A
direção da Caixa voltou a frustrar as expectativas dos
representantes dos bancários. Na quarta reunião do fórum paritário
que discute as condições de trabalho, realizada nesta
quinta-feira, dia
13, em Brasília, os negociadores da empresa não apresentaram as
informações solicitadas pelos dirigentes sindicais para discutir s
situação na rede de agências.
A empresa havia se
comprometido a apresentar nessa reunião o número de empregados por
unidade, como é feito o cálculo para dimensionar o número de
trabalhadores para os novos estabelecimentos, a média de horas
extras feitas e em quais cargos isso ocorre com mais frequência,
entre outras informações.
“Os
representantes do banco alegaram que não tinham clareza naquilo que
havíamos solicitado. Consideramos isso um grande desrespeito e
afirmamos que só retomaremos o fórum paritário quando eles
trouxerem essas informações.
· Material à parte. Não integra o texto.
//! File Run Lock
//!
//! Advisory per-environment lock at `.deploy/locks/<env>.lock`, held with
//! `fs2` for the lifetime of the guard. The file body names the holder so a
//! second run can report who is deploying.

use std::fs::{self, File, OpenOptions};
use std::io::{Read, Seek, SeekFrom, Write};
use std::path::{Path, PathBuf};

use chrono::Utc;
use fs2::FileExt;

use crate::config::STATE_DIR;
use crate::domain::ports::{LockError, LockGuard, RunLock};
use crate::domain::value_objects::Environment;

pub struct FileRunLock {
    dir: PathBuf,
}

impl FileRunLock {
    pub fn new(project_root: &Path) -> Self {
        Self {
            dir: project_root.join(STATE_DIR).join("locks"),
        }
    }

    pub fn lock_path(&self, environment: Environment) -> PathBuf {
        self.dir.join(format!("{}.lock", environment.as_str()))
    }
}

struct FileLockGuard {
    file: File,
}

impl LockGuard for FileLockGuard {}

impl Drop for FileLockGuard {
    fn drop(&mut self) {
        let _ = self.file.set_len(0);
        let _ = self.file.unlock();
    }
}

fn access(e: std::io::Error) -> LockError {
    LockError::Access(e.to_string())
}

impl RunLock for FileRunLock {
    fn acquire(&self, environment: Environment) -> Result<Box<dyn LockGuard>, LockError> {
        fs::create_dir_all(&self.dir).map_err(access)?;
        let path = self.lock_path(environment);

        let mut file = OpenOptions::new()
            .read(true)
            .write(true)
            .create(true)
            .truncate(false)
            .open(&path)
            .map_err(access)?;

        if let Err(e) = file.try_lock_exclusive() {
            if e.kind() == fs2::lock_contended_error().kind() {
                let mut holder = String::new();
                let _ = file.read_to_string(&mut holder);
                let holder = holder.trim();
                return Err(LockError::Held {
                    holder: if holder.is_empty() {
                        "another process".to_string()
                    } else {
                        holder.to_string()
                    },
                });
            }
            return Err(access(e));
        }

        file.set_len(0).map_err(access)?;
        file.seek(SeekFrom::Start(0)).map_err(access)?;
        write!(
            file,
            "pid {} since {}",
            std::process::id(),
            Utc::now().format("%Y-%m-%d %H:%M:%S UTC")
        )
        .map_err(access)?;
        file.flush().map_err(access)?;

        Ok(Box::new(FileLockGuard { file }))
    }
}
Isso é essencial para um debate
aprofundado sobre as causas da precarização no ambiente de
trabalho”, afirma o dirigente sindical Dionísio Reis.
Segundo
o integrante da Comissão Executiva dos Empregados, a Caixa também
tratou com descaso a situação dos setores responsáveis pela
logística e estrutura da rede de agências que são: a Gilog, a
Gipes e a Giseg. Nessa questão, os representantes do banco afirmaram
não ter como discutir a situação por estarem preparando uma
reestruturação
“Deixamos claro que a abertura de novas
agências não foi acompanhada pela ampliação desses setores. Dessa
forma, os trabalhadores desses segmentos tiveram aumento excessivo de
trabalho pois, além das novas unidades, têm de dar conta das
antigas que apresentam diversos problemas estruturais”, afirma
Dionísio.
Sipon
dos caixas – Na
reunião, a Caixa justificou ter encontrado problemas operacionais
para acertar o sistema de ponto dos bancários em função de caixa.
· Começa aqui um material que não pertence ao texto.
/// A checkout with every required artifact, env files for both remote
/// environments, a `static/` tree and an ssh key.
pub fn project() -> TempDir {
    let dir = tempfile::tempdir().unwrap();
    let root = dir.path();
    for path in REQUIRED_PATHS {
        let full = root.join(path);
        if path.contains('.') || *path == "Dockerfile" {
            fs::write(full, format!("# {}\n", path)).unwrap();
        } else {
            fs::create_dir_all(full).unwrap();
        }
    }
    fs::write(root.join("app/main.py"), "app = FastAPI()\n").unwrap();
    fs::create_dir_all(root.join("migrations/versions")).unwrap();
    fs::write(root.join("migrations/versions/0001_initial.py"), "rev\n").unwrap();
    fs::write(root.join("scripts/check_database.py"), "# probe\n").unwrap();
    fs::write(root.join("scripts/seed_data.py"), "# seed\n").unwrap();
    fs::write(root.join(".env.homolog"), "DATABASE_URL=postgres://h\n").unwrap();
    fs::write(root.join(".env.production"), "DATABASE_URL=postgres://p\n").unwrap();
    fs::create_dir_all(root.join("static/uploads")).unwrap();
    fs::write(root.join("static/uploads/foo.jpg"), "jpg").unwrap();
    fs::create_dir_all(root.join("keys")).unwrap();
    fs::write(root.join("keys/id_ed25519"), "KEY").unwrap();
    dir
}

/// Both remote environments pointed at the fake host with instant health
/// polling.
pub fn config() -> Config {
    let mut config = Config::default();
    config.deploy.settle_secs = 0;
    config.deploy.health_interval_secs = 0;
    for env in [Environment::Homolog, Environment::Production] {
        let section = config.environment_mut(env);
        section.host = Some("10.0.0.5".to_string());
        section.user = Some("deploy".to_string());
        section.ssh_key = Some(PathBuf::from("keys/id_ed25519"));
        section.remote_dir = Some(REMOTE_DIR.to_string());
    }
    config.development.run_command = "docker compose up --build".to_string();
    config
}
Não está havendo interrupção da rede ao término da jornada de
trabalho e o banco havia se comprometido a resolver o problema até
23 de janeiro.
Os representantes da instituição financeira
afirmaram que farão novo teste em agências de Brasília nesta
sexta, dia
14, e, caso o resultado seja positivo, o sistema que garante o
funcionamento da estação única e a interrupção da rede será
implementada em todo o país até 25 de fevereiro.
Horas
extras – A
Caixa garantiu que as agências com menos de 15 trabalhadores e
empregados que optem em receber 100% de horas extras não serão
prejudicadas na computação de seu resultado geral. Além disso, que
os bancários que queiram receber todas as horas extras devem fazer a
opção enviando e-mail ao banco.
Venda
casada – Questionados
pelos dirigentes sindicais, os representantes da empresa disseram que
o termo de adesão repassado aos empregados para que não façam a
“venda casada” foi apenas um ato administrativo, com o objetivo
de deixar claro que a Caixa não permite essa prática.
Assédio
moral – Os
empregados voltaram a denunciar o crescimento dos casos de assédio
moral na instituição financeira. A principal queixa dos empregados
é a ameaça de perda de função. A Caixa informou ser contrária a
qualquer tipo de assédio moral e que, inclusive, produziu cartilha
específica direcionada aos gestores com esse teor.
“A
Caixa fez a adesão ao instrumento de combate ao assédio moral.
Assim, é importante que os empregados façam suas denúncias para
que possamos cobrar medidas eficazes do banco contra chefias que
teimam em desrespeitar os subordinados”, acrescenta Dionísio.